→ **Task brief**
Only certain lines below are wanted: those starting at the line containing "pub fn fold<B, E2, F, S>(self, on_failure: F, on_success: S)" and ending at the line containing "effect cannot fail", both included, each retyped exactly.

┄┄┄┄┄┄┄┄┄┄

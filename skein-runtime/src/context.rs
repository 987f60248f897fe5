//! Fiber Context
//!
//! The environment an effect runs in: an immutable map from service type to
//! service value. A forked fiber starts with its parent's context, and
//! `provide_service` replaces it for the duration of one effect.
//!
//! Updating a context copies the map; the map itself is shared behind an
//! `Arc`, so handing the context to a child fiber is a reference-count bump.

use std::any::{Any, TypeId};
use std::collections::HashMap;
use std::fmt;
use std::sync::Arc;

/// A type-keyed map of services.
#[derive(Clone, Default)]
pub struct Context {
    services: Arc<HashMap<TypeId, Arc<dyn Any + Send + Sync>>>,
}

impl Context {
    /// An empty context.
    pub fn new() -> Self {
        Self::default()
    }

    /// A copy of this context with `service` added, replacing any service of
    /// the same type.
    pub fn with<S: Send + Sync + 'static>(&self, service: S) -> Self {
        let mut services = (*self.services).clone();
        services.insert(TypeId::of::<S>(), Arc::new(service));
        Self {
            services: Arc::new(services),
        }
    }

    /// Look up a service by type.
    pub fn get<S: Send + Sync + 'static>(&self) -> Option<&S> {
        self.services.get(&TypeId::of::<S>())?.downcast_ref::<S>()
    }

    /// Check whether a service of type `S` is present.
    pub fn contains<S: Send + Sync + 'static>(&self) -> bool {
        self.services.contains_key(&TypeId::of::<S>())
    }

    /// Number of services.
    pub fn len(&self) -> usize {
        self.services.len()
    }

    /// True if the context holds no services.
    pub fn is_empty(&self) -> bool {
        self.services.is_empty()
    }
}

impl fmt::Debug for Context {
    fn fmt(&self, f: &mut fmt::Formatter<'_>) -> fmt::Result {
        f.debug_struct("Context")
            .field("services", &self.services.len())
            .finish()
    }
}
/// The resume side of an asynchronous effect.
///
/// Calling any of its methods wakes the suspended fiber with the given
/// outcome. Dropping it without calling leaves the fiber suspended until it
/// is interrupted.
pub struct Resume<A, E> {
    resumer: Resumer,
    _marker: PhantomData<fn() -> (A, E)>,
}

impl<A: Send + 'static, E: Failure> Resume<A, E> {
    /// Continue the fiber with `effect`.
    pub fn resume(self, effect: Effect<A, E>) {
        self.resumer.resume(effect.op);
    }

    /// Continue the fiber with a value.
    pub fn succeed(self, value: A) {
        self.resumer.resume(Op::value(value));
    }

    /// Continue the fiber with a typed failure.
    pub fn fail(self, error: E) {
        self.resumer.resume(Op::Fail(Cause::fail(AnyError::new(error))));
    }

    /// Continue the fiber with an exit.
    pub fn complete(self, exit: Exit<E, A>) {
        self.resume(Effect::from_exit(exit));
    }
}

impl<A: Send + 'static, E: Failure> Effect<A, E> {
    /// An effect that succeeds with `value`.
    pub fn succeed(value: A) -> Self {
        Effect::from_op(Op::value(value))
    }

    /// An effect that fails with `error`.
    pub fn fail(error: E) -> Self {
        Effect::from_op(Op::Fail(Cause::fail(AnyError::new(error))))
    }

    /// An effect that fails with `cause`.
    pub fn fail_cause(cause: Cause<E>) -> Self {
        Effect::from_op(Op::Fail(cause.erase()))
    }

    /// An effect that dies with a defect.
    pub fn die(defect: impl Into<Defect>) -> Self {
        Effect::from_op(Op::die(defect))
    }

    /// An effect that fails with the current fiber's interruption.
    ///
    /// The fiber's interruption signal is not raised, so `exit` and
    /// `catch_all_cause` still observe the cause.
    pub fn interrupt() -> Self {
        Effect::from_op(Op::WithFiber(Box::new(|ctx| {
            Op::Fail(Cause::interrupt(ctx.id()))
        })))
    }

    /// An effect that replays an exit.
    pub fn from_exit(exit: Exit<E, A>) -> Self {
        match exit {
            Exit::Success(a) => Effect::succeed(a),
            Exit::Failure(cause) => Effect::fail_cause(cause),
        }
    }

    /// An effect that replays a `Result`.
    pub fn from_result(result: Result<A, E>) -> Self {
        Effect::from_exit(result.into())
    }

    /// Run a synchronous closure. A panic becomes a defect.
    pub fn sync(f: impl FnOnce() -> A + Send + 'static) -> Self {
        Effect::from_op(Op::Sync(Box::new(move || Ok(Box::new(f()) as Value))))
    }

    /// Run a synchronous closure returning a `Result`.
    pub fn try_sync(f: impl FnOnce() -> Result<A, E> + Send + 'static) -> Self {
        Effect::from_op(Op::Sync(Box::new(move || match f() {
            Ok(a) => Ok(Box::new(a) as Value),
            Err(e) => Err(Cause::fail(AnyError::new(e))),
        })))
    }

    /// Build the effect lazily, when it is run.
    pub fn suspend(f: impl FnOnce() -> Effect<A, E> + Send + 'static) -> Self {
        Effect::from_op(Op::WithFiber(Box::new(move |_| f().op)))
    }

    /// An effect that never completes on its own.
    pub fn never() -> Self {
        Effect::from_op(Op::Async(Box::new(|_resumer| None)))
    }

    /// Suspend until `register` arranges for the fiber to resume.
    ///
    /// The closure may return a canceler, which is called if the fiber is
    /// interrupted while waiting.
    pub fn async_interruptible<F>(register: F) -> Self
    where
        F: FnOnce(Resume<A, E>) -> Option<Box<dyn FnOnce() + Send>> + Send + 'static,
    {
        Effect::from_op(Op::Async(Box::new(move |resumer| {
            register(Resume {
                resumer,
                _marker: PhantomData,
            })
        })))
    }

    /// Suspend until `register` arranges for the fiber to resume.
    pub fn async_<F>(register: F) -> Self
    where
        F: FnOnce(Resume<A, E>) + Send + 'static,
    {
        Effect::async_interruptible(move |resume| {
            register(resume);
            None
        })
    }

    /// Look up a service in the fiber's context. Dies if it is missing.
    pub fn service() -> Self
    where
        A: Clone + Sync,
    {
        Effect::from_op(Op::WithFiber(Box::new(|ctx| match ctx.env().get::<A>() {
            Some(service) => Op::value(service.clone()),
            None => Op::die(format!("service {} not found in context", type_name::<A>())),
        })))
    }

    /// Run `make()` forever, one iteration after another.
    pub fn forever<F>(make: F) -> Effect<Infallible, E>
    where
        F: Fn() -> Effect<A, E> + Send + Sync + 'static,
    {
        fn step<A, E, F>(make: Arc<F>) -> Op
        where
            F: Fn() -> Effect<A, E> + Send + Sync + 'static,
        {
            Op::WithFiber(Box::new(move |_| {
                let again = Arc::clone(&make);
                (*make)().op.then(move |_| step::<A, E, F>(again))
            }))
        }
        Effect::from_op(step::<A, E, F>(Arc::new(make)))
    }

    /// Run `make()` `times` times in sequence, collecting the results.
    pub fn repeat_n<F>(times: usize, make: F) -> Effect<Vec<A>, E>
    where
        F: Fn() -> Effect<A, E> + Send + Sync + 'static,
    {
        let make = Arc::new(make);
        (0..times).fold(Effect::succeed(Vec::with_capacity(times)), |acc, _| {
            let make = Arc::clone(&make);
            acc.flat_map(move |mut out| {
                (*make)().map(move |a| {
                    out.push(a);
                    out
                })
            })
        })
    }

    /// Run `f` with the current interruptibility switched off, handing it a
    /// [`Restore`] for the parts that may be interrupted.
    pub fn uninterruptible_mask<F>(f: F) -> Self
    where
        F: FnOnce(Restore) -> Effect<A, E> + Send + 'static,
    {
        Effect::from_op(Op::WithFiber(Box::new(move |ctx| {
            let restore = Restore {
                interruptible: ctx.interruptible(),
            };
            Op::Region(false, Box::new(f(restore).op))
        })))
    }

    // ------------------------------------------------------------------------
    // Sequencing
    // ------------------------------------------------------------------------

    /// Transform the value.
    pub fn map<B, F>(self, f: F) -> Effect<B, E>
    where
        B: Send + 'static,
        F: FnOnce(A) -> B + Send + 'static,
    {
        Effect::from_op(self.op.then(move |value| match downcast::<A>(value) {
            Ok(a) => Op::value(f(a)),
            Err(cause) => Op::Fail(cause),
        }))
    }

    /// Continue with the effect produced from the value.
    pub fn flat_map<B, F>(self, f: F) -> Effect<B, E>
    where
        F: FnOnce(A) -> Effect<B, E> + Send + 'static,
    {
        Effect::from_op(self.op.then(move |value| match downcast::<A>(value) {
            Ok(a) => f(a).op,
            Err(cause) => Op::Fail(cause),
        }))
    }

    /// Replace the value.
    pub fn as_value<B: Send + 'static>(self, value: B) -> Effect<B, E> {
        self.map(move |_| value)
    }

    /// Discard the value.
    pub fn as_unit(self) -> Effect<(), E> {
        self.map(|_| ())
    }

    /// Run `that` after this effect, keeping its value.
    pub fn zip_right<B>(self, that: Effect<B, E>) -> Effect<B, E> {
        Effect::from_op(self.op.then(move |_| that.op))
    }

    /// Run `that` after this effect, keeping this effect's value.
    pub fn zip_left<B: Send + 'static>(self, that: Effect<B, E>) -> Effect<A, E> {
        self.flat_map(move |a| that.as_value(a))
    }

    /// Run both in sequence and pair the values.
    pub fn zip<B: Send + 'static>(self, that: Effect<B, E>) -> Effect<(A, B), E> {
        self.flat_map(move |a| that.map(move |b| (a, b)))
    }

    /// Run an effect on the value, keeping the value.
    pub fn tap<F>(self, f: F) -> Effect<A, E>
    where
        F: FnOnce(&A) -> Effect<(), E> + Send + 'static,
    {
        self.flat_map(move |a| f(&a).as_value(a))
    }

    /// Wait for `duration`, then run this effect.
    pub fn delay(self, duration: Duration) -> Effect<A, E> {
        Effect::<(), E>::sleep(duration).zip_right(self)
    }

    // ------------------------------------------------------------------------
    // Failure handling
    // ------------------------------------------------------------------------

    /// Route the outcome: the full cause on failure, the value on success.
    pub fn fold_cause_effect<B, E2, F, S>(self, on_failure: F, on_success: S) -> Effect<B, E2>
    where
        E2: Failure,
        F: FnOnce(Cause<E>) -> Effect<B, E2> + Send + 'static,
        S: FnOnce(A) -> Effect<B, E2> + Send + 'static,
    {
        Effect::from_op(Op::Fold(
            Box::new(self.op),
            Box::new(move |cause| on_failure(cause.unerase::<E>()).op),
            Box::new(move |value| match downcast::<A>(value) {
                Ok(a) => on_success(a).op,
                Err(cause) => Op::Fail(cause),
            }),
        ))
    }

    /// Map a typed failure or the value to a result. Defects and
    /// interruptions pass through.
    pub fn fold<B, E2, F, S>(self, on_failure: F, on_success: S) -> Effect<B, E2>
    where
        B: Send + 'static,
        E2: Failure,
        F: FnOnce(E) -> B + Send + 'static,
        S: FnOnce(A) -> B + Send + 'static,
    {
        self.fold_cause_effect(
            move |cause| match cause.failure_or_cause() {
                Ok(e) => Effect::succeed(on_failure(e)),
                Err(cause) => Effect::fail_cause(cause.strip_failures()),
            },
            move |a| Effect::succeed(on_success(a)),
        )
    }

    /// Recover from a typed failure. Defects and interruptions pass through.
    pub fn catch_all<E2, F>(self, f: F) -> Effect<A, E2>
    where
        E2: Failure,
        F: FnOnce(E) -> Effect<A, E2> + Send + 'static,
    {
        self.fold_cause_effect(
            move |cause| match cause.failure_or_cause() {
                Ok(e) => f(e),
                Err(cause) => Effect::fail_cause(cause.strip_failures()),
            },
            Effect::succeed,
        )
    }

    /// Recover from any failure, seeing the full cause.
    pub fn catch_all_cause<E2, F>(self, f: F) -> Effect<A, E2>
    where
        E2: Failure,
        F: FnOnce(Cause<E>) -> Effect<A, E2> + Send + 'static,
    {
        self.fold_cause_effect(f, Effect::succeed)
    }

    /// Transform typed failures.
    pub fn map_error<E2, F>(self, f: F) -> Effect<A, E2>
    where
        E2: Failure,
        F: FnMut(E) -> E2 + Send + 'static,
    {
        self.catch_all_cause(move |cause| Effect::fail_cause(cause.map(f)))
    }

    /// Expose typed failures as `Err`.
    pub fn either(self) -> Effect<Result<A, E>, Infallible> {
        self.fold(Err, Ok)
    }

    /// Expose the outcome as an [`Exit`]. The resulting effect cannot fail
    /// unless it is interrupted.
    pub fn exit(self) -> Effect<Exit<E, A>, Infallible> {
        self.fold_cause_effect(
            |cause| Effect::succeed(Exit::Failure(cause)),
            |a| Effect::succeed(Exit::Success(a)),
        )
    }

    /// Expose the full cause as the typed failure.
    pub fn sandbox(self) -> Effect<A, Cause<E>> {
        self.catch_all_cause(|cause| Effect::fail(cause))
    }

    /// Peek at the outcome without changing it.
    pub fn tap_exit<F>(self, f: F) -> Effect<A, E>
    where
        F: FnOnce(&Exit<E, A>) -> Effect<(), Infallible> + Send + 'static,
    {
        self.exit().widen().flat_map(move |exit| {
            let peek = guarded(|| f(&exit));
            peek.widen().zip_right(Effect::from_exit(exit))
        })
    }

    /// Peek at a success or a typed failure without changing the outcome.
    ///
    /// Defects and interruptions pass through without calling `f`.
    pub fn tap_either<F>(self, f: F) -> Effect<A, E>
    where
        F: FnOnce(Result<&A, &E>) -> Effect<(), Infallible> + Send + 'static,
    {
        self.tap_exit(move |exit| match exit {
            Exit::Success(a) => f(Ok(a)),
            Exit::Failure(cause) => match cause.failures().first() {
                Some(error) => f(Err(*error)),
                None => Effect::unit(),
            },
        })
    }

    // ------------------------------------------------------------------------
    // Finalization and interruptibility
    // ------------------------------------------------------------------------

    /// Run `f` with the exit after this effect finishes, however it
    /// finishes. The finalizer runs uninterruptibly; its failure is
    /// sequenced after the effect's own cause.
    pub fn on_exit<F>(self, f: F) -> Effect<A, E>
    where
        F: FnOnce(&Exit<E, A>) -> Effect<(), Infallible> + Send + 'static,
    {
        Effect::uninterruptible_mask(move |restore| {
            restore.apply(self).exit().widen().flat_map(move |exit| {
                guarded(|| f(&exit))
                    .exit()
                    .widen()
                    .flat_map(move |done| Effect::from_exit(exit.with_finalizer(done)))
            })
        })
    }

    /// Run `finalizer` after this effect, however it finishes.
    pub fn ensuring(self, finalizer: Effect<(), Infallible>) -> Effect<A, E> {
        self.on_exit(move |_| finalizer)
    }

    /// Run `f` if this effect is interrupted.
    pub fn on_interrupt<F>(self, f: F) -> Effect<A, E>
    where
        F: FnOnce() -> Effect<(), Infallible> + Send + 'static,
    {
        self.on_exit(move |exit| {
            if exit.is_interrupted() {
                f()
            } else {
                Effect::unit()
            }
        })
    }

    /// Run this effect without observing interruption.
    pub fn uninterruptible(self) -> Effect<A, E> {
        Effect::from_op(Op::Region(false, Box::new(self.op)))
    }

    /// Run this effect observing interruption, even inside an
    /// uninterruptible region.
    pub fn interruptible(self) -> Effect<A, E> {
        Effect::from_op(Op::Region(true, Box::new(self.op)))
    }

    // ------------------------------------------------------------------------
    // Environment
    // ------------------------------------------------------------------------

    /// Run this effect with `service` added to its context.
    pub fn provide_service<S: Send + Sync + 'static>(self, service: S) -> Effect<A, E> {
        let op = self.op;
        Effect::from_op(Op::WithFiber(Box::new(move |ctx| {
            Op::Provide(ctx.env().with(service), Box::new(op))
        })))
    }

    /// Run this effect with exactly `context` as its context.
    pub fn provide_context(self, context: Context) -> Effect<A, E> {
        Effect::from_op(Op::Provide(context, Box::new(self.op)))
    }
}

┄┄┄┄┄┄┄┄┄┄

→ **Task result**
    pub fn fold<B, E2, F, S>(self, on_failure: F, on_success: S) -> Effect<B, E2>
    where
        B: Send + 'static,
        E2: Failure,
        F: FnOnce(E) -> B + Send + 'static,
        S: FnOnce(A) -> B + Send + 'static,
    {
        self.fold_cause_effect(
            move |cause| match cause.failure_or_cause() {
                Ok(e) => Effect::succeed(on_failure(e)),
                Err(cause) => Effect::fail_cause(cause.strip_failures()),
            },
            move |a| Effect::succeed(on_success(a)),
        )
    }

    /// Recover from a typed failure. Defects and interruptions pass through.
    pub fn catch_all<E2, F>(self, f: F) -> Effect<A, E2>
    where
        E2: Failure,
        F: FnOnce(E) -> Effect<A, E2> + Send + 'static,
    {
        self.fold_cause_effect(
            move |cause| match cause.failure_or_cause() {
                Ok(e) => f(e),
                Err(cause) => Effect::fail_cause(cause.strip_failures()),
            },
            Effect::succeed,
        )
    }

    /// Recover from any failure, seeing the full cause.
    pub fn catch_all_cause<E2, F>(self, f: F) -> Effect<A, E2>
    where
        E2: Failure,
        F: FnOnce(Cause<E>) -> Effect<A, E2> + Send + 'static,
    {
        self.fold_cause_effect(f, Effect::succeed)
    }

    /// Transform typed failures.
    pub fn map_error<E2, F>(self, f: F) -> Effect<A, E2>
    where
        E2: Failure,
        F: FnMut(E) -> E2 + Send + 'static,
    {
        self.catch_all_cause(move |cause| Effect::fail_cause(cause.map(f)))
    }

    /// Expose typed failures as `Err`.
    pub fn either(self) -> Effect<Result<A, E>, Infallible> {
        self.fold(Err, Ok)
    }

    /// Expose the outcome as an [`Exit`]. The resulting effect cannot fail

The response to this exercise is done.